When to use this recipe

Build this if:
  • Your support has a meaningful skill split (general vs specialist, billing vs technical, etc.)
  • A high % of tickets resolve at T1 and you want to keep T2 capacity for the hard ones
  • Customer continuity across the handoff matters — no “please explain again” moments
  • You can describe the escalation rule clearly (this is the bit that breaks if vague)

Architecture at a glance

Tier-1 to Tier-2 support escalation architecture: customer chat hits Tier-1 agent for triage, easy cases reply directly, hard cases escalate through a shared Synap memory pool to the Tier-2 specialist agent which writes its resolution back to memory
The handoff happens via memory, not state. T2 doesn’t need a routing payload — it pulls everything it needs from Synap on first call.

Stack

LayerChoice
Synap SDKmaximem-synap (Python) / @maximem/synap (TypeScript)
FrameworkOpenAI Agents SDK (Python, uses native handoffs) / Vercel AI SDK (TypeScript, manual routing)
LLMOpenAI gpt-4o-mini for T1 (cheap + fast) and gpt-4o for T2
Routing stateIn-memory dict for the demo; Redis in production
Multi-agent orchestration is a great fit for LangGraph (Python) and Mastra (TypeScript) if you want graph-shaped routing with retries and persistence baked in. The recipe below uses OpenAI Agents / Vercel AI SDK to stay consistent with the rest of the Cookbook — port to LangGraph/Mastra once your routing graph grows.

Prerequisites

  • A Synap API key — see Authentication
  • Python: Python 3.11+
  • TypeScript: Node 18+ and Python 3.11+ on the host

Install

pip install maximem-synap maximem-synap-openai-agents openai-agents

Build it

1. Shared scoping

Both agents use the same scopes. That’s the whole trick.
  • customer_id = "<your-product>" — single tenant or per-customer org
  • user_id = <ticket requester ID>
  • conversation_id — one per ticket, shared across both agents

2. The escalation policy

This belongs in your code, not the LLM’s head. T1 calls a tool to escalate; the tool decides what counts.
ESCALATE_REASONS = {
    "customer_requested_human",
    "technical_depth_required",
    "policy_exception_needed",
    "safety_or_legal",
    "repeat_failure",  # T1 already tried twice
}

@function_tool
async def escalate_to_t2(user_id: str, reason: str, summary: str) -> dict:
    """Hand off to Tier-2 specialist. Reason must be one of: {reasons}."""
    assert reason in ESCALATE_REASONS, f"Invalid escalation reason: {reason}"
    # Persist the structured handoff in memory so T2 picks it up
    await sdk.memories.create(
        document=f"T1 escalation: {summary}",
        document_type="support-escalation",
        user_id=user_id,
        customer_id=CUSTOMER_ID,
        metadata={"escalation_reason": reason, "from_tier": "t1", "to_tier": "t2"},
    )
    ROUTING[user_id] = "t2"
    return {"status": "escalated", "to": "t2"}

3. The Tier-1 agent

Fast model, common-issue tools, escalate when out of depth.
SYSTEM_T1 = """You are a Tier-1 support agent.

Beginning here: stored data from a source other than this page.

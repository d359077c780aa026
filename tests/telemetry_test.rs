//! Integration tests for telemetry initialization and span helpers.

use rescue::task::ObjectId;
use rescue::telemetry::task::{record_object, record_state_transition, start_operation_span};

#[test]
fn telemetry_initializes_without_endpoint() {
    // Note: tracing subscriber can only be set once per process.
    // This may return Err if a global subscriber was already set by
    // another test in this process; that is acceptable.
    let config = rescue::telemetry::TelemetryConfig {
        endpoint: None,
        service_name: "rescue-test".to_string(),
        log_level: "debug".to_string(),
    };
    let _guard = rescue::telemetry::init_telemetry(config);
}

#[test]
fn operation_span_records_object_and_transition() {
    let span = start_operation_span("search", "jobs", "w1");
    record_object(&span, ObjectId(42));
    record_state_transition(&span, ObjectId(42), "unowned", "owned");
}

#[test]
fn metric_instruments_build_against_noop_provider() {
    use opentelemetry::KeyValue;
    use rescue::telemetry::metrics;

    let queue = [KeyValue::new("queue", "jobs")];
    metrics::tasks_created().add(1, &queue);
    metrics::tasks_expired().add(2, &queue);
    metrics::operation_duration_ms().record(1.5, &queue);
}

#[test]
fn engine_operations_run_under_a_subscriber() {
    let _ = tracing_subscriber::fmt().with_test_writer().try_init();

    let engine = rescue::Engine::in_memory();
    let task = rescue::Task::new().meta(rescue::task::Meta::new().with("test.api.io/key", "foo"));
    engine.create(task).unwrap();
    let claimed = engine.search().unwrap();
    engine.delete(&claimed).unwrap();
}
use tracing::info;

use super::Engine;
use crate::error::{Error, Result};
use crate::task::{self, Core, Method, Node, Task};
use crate::telemetry::metrics;
use crate::telemetry::task::record_object;
use crate::ticker::Interval;

impl Engine {
    /// Validate `task`, assign it a fresh object id and store it.
    ///
    /// Returns the task as stored, including the computed core and, for
    /// cron templates, the initial scheduling watermarks.
    pub fn create(&self, mut task: Task) -> Result<Task> {
        verify(&task)?;

        self.locked("create", |span| {
            let now = self.timer.now();
            let object = self.next_object(now)?;
            record_object(span, object);

            let cancel = task.core.as_ref().and_then(|c| c.cancel);
            task.core = Some(Core {
                cancel,
                ..Core::object(object)
            });
            if task.node.is_none() {
                task.node = Some(Node::any());
            }
            if let Some(cron) = task.cron.as_mut() {
                cron.schedule(now).map_err(Error::TaskCron)?;
            }

            self.insert(&task)?;

            metrics::tasks_created().add(1, &self.queue_attr());
            info!(
                object = object.0,
                method = %task.method(),
                template = task.is_template(),
                "task created"
            );
            Ok(task)
        })
    }
}

/// Reject anything a caller may not ask for.
fn verify(task: &Task) -> Result<()> {
    if task.is_empty() {
        return Err(Error::TaskEmpty);
    }

    if let Some(core) = &task.core
        && core.is_internal()
    {
        return Err(Error::TaskCore(
            "only the cancel threshold may be set on create".into(),
        ));
    }

    let Some(meta) = task.meta.as_ref().filter(|m| !m.is_empty()) else {
        return Err(Error::TaskMetaEmpty);
    };
    let caller_groups = [Some(meta.labels()), task.root.as_ref().map(|r| r.labels())];
    for labels in caller_groups.into_iter().flatten() {
        if let Some(k) = labels.keys().find(|k| task::is_reserved(k)) {
            return Err(Error::LabelReserved(k.clone()));
        }
    }

    if let Some(node) = &task.node
        && node.method == Method::Uni
        && node.worker.as_deref().is_none_or(str::is_empty)
    {
        return Err(Error::TaskNode("uni delivery needs a target worker".into()));
    }

    if let Some(gate) = &task.gate {
        if gate.is_empty() {
            return Err(Error::TaskGate("gate names no slots".into()));
        }
        if gate.is_trigger() && gate.triggers().count() != gate.len() {
            return Err(Error::TaskGate(
                "a trigger may not carry template slots".into(),
            ));
        }
    }

    if let Some(cron) = &task.cron {
        if !cron.is_template() {
            return Err(Error::TaskCron("no @every, @exact or @defer given".into()));
        }
        if task.gate.is_some() {
            return Err(Error::TaskCron("a cron template may not be gated".into()));
        }
        for spec in [&cron.every, &cron.defer].into_iter().flatten() {
            spec.parse::<Interval>().map_err(Error::TaskCron)?;
        }
        if cron.tick_m1.is_some() || cron.tick_p1.is_some() {
            return Err(Error::TaskCron("tick watermarks are engine-owned".into()));
        }
    }

    Ok(())
}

- Handle common issues: account questions, basic troubleshooting, status checks, simple refunds.
- If the issue is: safety, legal, a technical deep-dive, a policy exception, or you've already tried twice
  without resolution — call escalate_to_t2 with a clear reason and a 1-paragraph summary of what
  you tried and what you learned about the customer's situation.
- Never invent answers. If you don't know and can't escalate, say so."""

t1_agent = Agent(
    name="t1_support",
    instructions=SYSTEM_T1,
    model="gpt-4o-mini",
    tools=[
        FunctionTool(synap_search, name_override="synap_search"),
        FunctionTool(synap_store,  name_override="synap_store"),
        get_account_status, check_outage, basic_refund,
        escalate_to_t2,
    ],
)

4. The Tier-2 agent

Bigger model, deeper tools, picks up with full T1 context already in memory.
SYSTEM_T2 = """You are a Tier-2 support specialist.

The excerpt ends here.